use crate::prompt::PromptConfig;
use crate::LlmProvider;
use reqwest::header::{HeaderMap, HeaderValue, AUTHORIZATION, CONTENT_TYPE};
use reqwest::{Client, StatusCode};
use serde::{Deserialize, Serialize};
use std::time::Duration;
use threadcast_core::{AssembledDocument, CoreError, LlmError};
use tracing::{debug, info};

const PROVIDER: &str = "openai";

#[derive(Debug, Serialize)]
struct ChatRequest<'a> {
    model: &'a str,
    messages: Vec<ChatMessage<'a>>,
}

#[derive(Debug, Serialize)]
struct ChatMessage<'a> {
    role: &'a str,
    content: &'a str,
}

#[derive(Debug, Deserialize)]
struct ChatResponse {
    choices: Vec<ChatChoice>,
}

#[derive(Debug, Deserialize)]
struct ChatChoice {
    message: ChatResponseMessage,
}

#[derive(Debug, Deserialize)]
struct ChatResponseMessage {
    content: Option<String>,
}

/// Chat-completions client for OpenAI-compatible endpoints.
pub struct OpenAiProvider {
    api_key: String,
    http: Client,
    base_url: String,
    model: String,
    prompt: PromptConfig,
}

impl OpenAiProvider {
    pub fn new(api_key: String, model: String, prompt: PromptConfig) -> Result<Self, CoreError> {
        let http = Client::builder().timeout(Duration::from_secs(120)).build()?;
        Ok(Self {
            api_key,
            http,
            base_url: "https://api.openai.com/v1".to_string(),
            model,
            prompt,
        })
    }

    pub fn with_base_url(mut self, url: &str) -> Self {
        self.base_url = url.trim_end_matches('/').to_string();
        self
    }

    pub fn model(&self) -> &str {
        &self.model
    }

    fn headers(&self) -> Result<HeaderMap, CoreError> {
        let mut headers = HeaderMap::new();
        let bearer = HeaderValue::from_str(&format!("Bearer {}", self.api_key)).map_err(|_| {
            LlmError::InvalidApiKey {
                provider: PROVIDER.to_string(),
            }
        })?;
        headers.insert(AUTHORIZATION, bearer);
        headers.insert(CONTENT_TYPE, HeaderValue::from_static("application/json"));
        Ok(headers)
    }

    async fn chat(&self, system: &str, user: &str) -> Result<String, CoreError> {
        let url = format!("{}/chat/completions", self.base_url);
        let request = ChatRequest {
            model: &self.model,
            messages: vec![
                ChatMessage {
                    role: "system",
                    content: system,
                },
                ChatMessage {
                    role: "user",
                    content: user,
                },
            ],
        };

        debug!(model = %self.model, "OpenAI chat request");

        let response = self
            .http
            .post(&url)
            .headers(self.headers()?)
            .json(&request)
            .send()
            .await?;

        let status = response.status();
        if !status.is_success() {
            let retry_after = response
                .headers()
                .get("retry-after")
                .and_then(|value| value.to_str().ok())
                .and_then(|value| value.trim().parse::<u64>().ok());
            let details = response.text().await.unwrap_or_default();
            return Err(status_error(status, retry_after, details, &self.model).into());
        }

        let chat_response: ChatResponse =
            response
                .json()
                .await
                .map_err(|_| LlmError::InvalidResponseFormat {
                    provider: PROVIDER.to_string(),
                })?;

        chat_response
            .choices
            .into_iter()
            .next()
            .and_then(|choice| choice.message.content)
            .map(|content| content.trim().to_string())
            .ok_or_else(|| {
                LlmError::InvalidResponseFormat {
                    provider: PROVIDER.to_string(),
                }
                .into()
            })
    }
}

fn status_error(status: StatusCode, retry_after: Option<u64>, details: String, model: &str) -> LlmError {
    match status {
        StatusCode::UNAUTHORIZED => LlmError::InvalidApiKey {
            provider: PROVIDER.to_string(),
        },
        StatusCode::TOO_MANY_REQUESTS => LlmError::RateLimitExceeded {
            provider: PROVIDER.to_string(),
            retry_after: retry_after.unwrap_or(60),
        },
        StatusCode::NOT_FOUND => LlmError::ModelNotAvailable {
            model: model.to_string(),
        },
        status if status.is_server_error() => LlmError::ServiceUnavailable {
            provider: PROVIDER.to_string(),
        },
        status => LlmError::RequestFailed {
            provider: PROVIDER.to_string(),
            status_code: status.as_u16(),
            details,
        },
    }
}

impl LlmProvider for OpenAiProvider {
    async fn generate(&self, document: &AssembledDocument) -> Result<String, CoreError> {
        let user_message = self.prompt.user_message(document)?;
        debug!(item_id = %document.item.id, "Document sent to model:\n{}", user_message);

        let response = self.chat(self.prompt.system_message(), &user_message).await?;

        info!(item_id = %document.item.id, model = %self.model, "Received model response");
        debug!("Model response:\n{}", response);
        Ok(response)
    }
}

#[cfg(test)]
mod tests {
    use super::*;

    #[test]
    fn test_status_mapping() {
        assert!(matches!(
            status_error(StatusCode::UNAUTHORIZED, None, String::new(), "gpt-4o"),
            LlmError::InvalidApiKey { .. }
        ));
        assert!(matches!(
            status_error(StatusCode::TOO_MANY_REQUESTS, Some(20), String::new(), "gpt-4o"),
            LlmError::RateLimitExceeded { retry_after: 20, .. }
        ));
        assert!(matches!(
            status_error(StatusCode::NOT_FOUND, None, String::new(), "gpt-9"),
            LlmError::ModelNotAvailable { ref model } if model == "gpt-9"
        ));
        assert!(matches!(
            status_error(StatusCode::BAD_GATEWAY, None, String::new(), "gpt-4o"),
            LlmError::ServiceUnavailable { .. }
        ));
        assert!(matches!(
            status_error(StatusCode::BAD_REQUEST, None, "bad".to_string(), "gpt-4o"),
            LlmError::RequestFailed { status_code: 400, .. }
        ));
    }

    #[test]
    fn test_base_url_is_normalised() {
        let prompt = PromptConfig {
            subreddit: "rust".to_string(),
            role_description: "role".to_string(),
            focus: "focus".to_string(),
            tweet_instructions: "instructions".to_string(),
        };
        let provider = OpenAiProvider::new("key".to_string(), "gpt-4o".to_string(), prompt)
            .unwrap()
            .with_base_url("http://localhost:1234/v1/");
        assert_eq!(provider.base_url, "http://localhost:1234/v1");
        assert_eq!(provider.model(), "gpt-4o");
    }
}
***
Copy down every line of the entries containing the word "impl".

impl OpenAiProvider {
impl LlmProvider for OpenAiProvider {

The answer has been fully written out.